▶ [TASK INSTRUCTIONS]
What lines in the records below contain the string "entries"? Copy every one.

───── INFORMATION SUPPLIED ─────

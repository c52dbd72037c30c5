// ============================================
// Scoring Passes
// ============================================
//
// Each pass is a pure function over its inputs: candidates in, ranked
// `RecommendationScore` list out. Passes never write state, so they can run
// concurrently for different users and algorithms.
//
// Data flow:
//   gated candidates → ContentScorer  ┐
//   peer interactions → CollaborativeScorer ┴→ HybridBlender → top list
//   gated candidates × MoodProfile → MoodScorer → mood list

pub mod collaborative;
pub mod content;
pub mod hybrid;
pub mod mood;

pub use collaborative::CollaborativeScorer;
pub use content::ContentScorer;
pub use hybrid::HybridBlender;
pub use mood::MoodScorer;

use crate::models::RecommendationScore;
use chrono::{DateTime, Utc};
use rand::Rng;
use std::cmp::Ordering;

/// Reasons kept per recommendation after dedup.
pub(crate) const MAX_REASONS: usize = 5;

/// Bounded random perturbation applied by discovery-oriented passes.
///
/// This is the one intentionally non-deterministic scoring input: repeated
/// mood passes over identical inputs may rank near-equal articles
/// differently. Tests inject `Jitter::None` to pin rankings.
#[derive(Debug, Clone, Copy)]
pub enum Jitter {
    None,
    /// Uniform draw from [0, max).
    Uniform(f64),
}

impl Jitter {
    pub fn sample(&self) -> f64 {
        match self {
            Jitter::None => 0.0,
            Jitter::Uniform(max) if *max > 0.0 => rand::thread_rng().gen_range(0.0..*max),
            Jitter::Uniform(_) => 0.0,
        }
    }
}

/// Shared ranking order: score descending, then newer publication, then id
/// ascending so equal candidates rank the same on every pass.
pub(crate) fn sort_ranked(entries: &mut [(RecommendationScore, DateTime<Utc>)]) {
    entries.sort_by(|a, b| {
        b.0.score
            .partial_cmp(&a.0.score)
            .unwrap_or(Ordering::Equal)
            .then_with(|| b.1.cmp(&a.1))
            .then_with(|| a.0.article_id.cmp(&b.0.article_id))
    });
}

#[cfg(test)]
mod tests {
    use super::*;
    use crate::models::Algorithm;
    use chrono::Duration;

    fn entry(
        base: DateTime<Utc>,
        id: &str,
        score: f64,
        hours_ago: i64,
    ) -> (RecommendationScore, DateTime<Utc>) {
        (
            RecommendationScore {
                article_id: id.to_string(),
                score,
                reasons: Vec::new(),
                algorithm: Algorithm::ContentBased,
            },
            base - Duration::hours(hours_ago),
        )
    }

    #[test]
    fn test_sort_ranked_breaks_ties_by_recency_then_id() {
        // One shared base time so equal offsets are exact timestamp ties.
        let base = Utc::now();
        let mut entries = vec![
            entry(base, "c", 0.8, 5),
            entry(base, "a", 0.9, 10),
            entry(base, "b", 0.8, 1),
            entry(base, "d", 0.8, 5),
        ];
        sort_ranked(&mut entries);

        let order: Vec<&str> = entries.iter().map(|(s, _)| s.article_id.as_str()).collect();
        assert_eq!(order, vec!["a", "b", "c", "d"]);
    }

    #[test]
    fn test_jitter_none_is_zero() {
        assert_eq!(Jitter::None.sample(), 0.0);
        assert_eq!(Jitter::Uniform(0.0).sample(), 0.0);
    }

    #[test]
    fn test_jitter_uniform_stays_bounded() {
        let jitter = Jitter::Uniform(0.1);
        for _ in 0..100 {
            let sample = jitter.sample();
            assert!((0.0..0.1).contains(&sample));
        }
    }
}
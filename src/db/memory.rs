use super::{ArticleFilter, ArticleStore};
use crate::error::Result;
use crate::models::{Article, Interaction, ReadingPattern};
use async_trait::async_trait;
use std::collections::HashMap;
use std::sync::Arc;
use tokio::sync::RwLock;
use uuid::Uuid;

/// In-memory article store for tests and embedded use.
///
/// Clones share the same underlying maps, mirroring how a pooled database
/// handle behaves.
#[derive(Clone, Default)]
pub struct MemoryStore {
    articles: Arc<RwLock<HashMap<String, Article>>>,
    interactions: Arc<RwLock<Vec<Interaction>>>,
    patterns: Arc<RwLock<HashMap<Uuid, ReadingPattern>>>,
}

impl MemoryStore {
    pub fn new() -> Self {
        Self::default()
    }

    /// Seed an article. Replaces any existing article with the same id.
    pub async fn add_article(&self, article: Article) {
        let mut articles = self.articles.write().await;
        articles.insert(article.id.clone(), article);
    }

    pub async fn add_articles(&self, batch: Vec<Article>) {
        let mut articles = self.articles.write().await;
        for article in batch {
            articles.insert(article.id.clone(), article);
        }
    }

    pub async fn article_count(&self) -> usize {
        self.articles.read().await.len()
    }

    pub async fn interaction_count(&self) -> usize {
        self.interactions.read().await.len()
    }
}

#[async_trait]
impl ArticleStore for MemoryStore {
    async fn query_articles(&self, filter: &ArticleFilter) -> Result<Vec<Article>> {
        let articles = self.articles.read().await;

        let mut matched: Vec<Article> = articles
            .values()
            .filter(|a| match filter.since {
                Some(since) => a.published_at > since,
                None => true,
            })
            .filter(|a| match &filter.topic {
                Some(topic) => a.topics.iter().any(|t| t.eq_ignore_ascii_case(topic)),
                None => true,
            })
            .filter(|a| match &filter.source {
                Some(source) => a.source.eq_ignore_ascii_case(source),
                None => true,
            })
            .cloned()
            .collect();

        matched.sort_by(|a, b| b.published_at.cmp(&a.published_at).then(a.id.cmp(&b.id)));

        if let Some(limit) = filter.limit {
            matched.truncate(limit);
        }

        Ok(matched)
    }

    async fn fetch_article(&self, article_id: &str) -> Result<Option<Article>> {
        let articles = self.articles.read().await;
        Ok(articles.get(article_id).cloned())
    }

    async fn query_interactions(&self, user_id: Uuid, limit: usize) -> Result<Vec<Interaction>> {
        let interactions = self.interactions.read().await;

        let mut matched: Vec<Interaction> = interactions
            .iter()
            .filter(|i| i.user_id == user_id)
            .cloned()
            .collect();

        matched.sort_by(|a, b| b.created_at.cmp(&a.created_at));
        matched.truncate(limit);

        Ok(matched)
    }

    async fn record_interaction(&self, interaction: Interaction) -> Result<()> {
        let mut interactions = self.interactions.write().await;
        interactions.push(interaction);
        Ok(())
    }

    async fn load_reading_pattern(&self, user_id: Uuid) -> Result<Option<ReadingPattern>> {
        let patterns = self.patterns.read().await;
        Ok(patterns.get(&user_id).cloned())
    }

    async fn upsert_reading_pattern(&self, user_id: Uuid, pattern: &ReadingPattern) -> Result<()> {
        let mut patterns = self.patterns.write().await;
        patterns.insert(user_id, pattern.clone());
        Ok(())
    }

    async fn list_engagement_scores(&self) -> Result<Vec<(Uuid, f64)>> {
        let patterns = self.patterns.read().await;
        Ok(patterns
            .iter()
            .map(|(id, p)| (*id, p.engagement_score))
            .collect())
    }
}
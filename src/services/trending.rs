//! Non-personalized trending ranking.
//!
//! Serves anonymous sessions and cold starts where no reading pattern
//! exists yet. Recency decays exponentially (heat halves every 24 hours)
//! and engagement is log-damped so one viral story cannot pin the list.

use crate::db::{ArticleFilter, ArticleStore};
use crate::error::Result;
use crate::models::Article;
use chrono::{DateTime, Duration, Utc};
use std::sync::Arc;
use tracing::debug;

/// Articles older than this never trend.
const TRENDING_WINDOW_HOURS: i64 = 72;
/// Heat half-life in hours.
const HALF_LIFE_HOURS: f64 = 24.0;

pub struct TrendingService {
    store: Arc<dyn ArticleStore>,
}

impl TrendingService {
    pub fn new(store: Arc<dyn ArticleStore>) -> Self {
        Self { store }
    }

    /// Top trending articles within the window, hottest first.
    pub async fn top(&self, limit: usize) -> Result<Vec<Article>> {
        let since = Utc::now() - Duration::hours(TRENDING_WINDOW_HOURS);
        let articles = self
            .store
            .query_articles(&ArticleFilter::since(Some(since)))
            .await?;
        Ok(rank_by_heat(articles, limit))
    }
}

/// Rank a batch by engagement-weighted recency heat.
pub fn rank_by_heat(articles: Vec<Article>, limit: usize) -> Vec<Article> {
    let now = Utc::now();

    let mut scored: Vec<(Article, f64)> = articles
        .into_iter()
        .map(|article| {
            let score = heat_score(&article, now);
            (article, score)
        })
        .collect();

    scored.sort_by(|a, b| b.1.partial_cmp(&a.1).unwrap_or(std::cmp::Ordering::Equal));
    scored.truncate(limit);

    debug!(count = scored.len(), "Trending ranking applied");

    scored.into_iter().map(|(article, _)| article).collect()
}

fn heat_score(article: &Article, now: DateTime<Utc>) -> f64 {
    let age_hours = article.age_hours(now).max(0) as f64;
    let decay = 0.5_f64.powf(age_hours / HALF_LIFE_HOURS);
    let engagement = 1.0 + (1.0 + article.engagement_score.max(0.0)).ln();
    decay * engagement
}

─────

▶ [RESPONSE BELOW]
pub(crate) fn sort_ranked(entries: &mut [(RecommendationScore, DateTime<Utc>)]) {
    entries.sort_by(|a, b| {
        let mut entries = vec![
        sort_ranked(&mut entries);
        let order: Vec<&str> = entries.iter().map(|(s, _)| s.article_id.as_str()).collect();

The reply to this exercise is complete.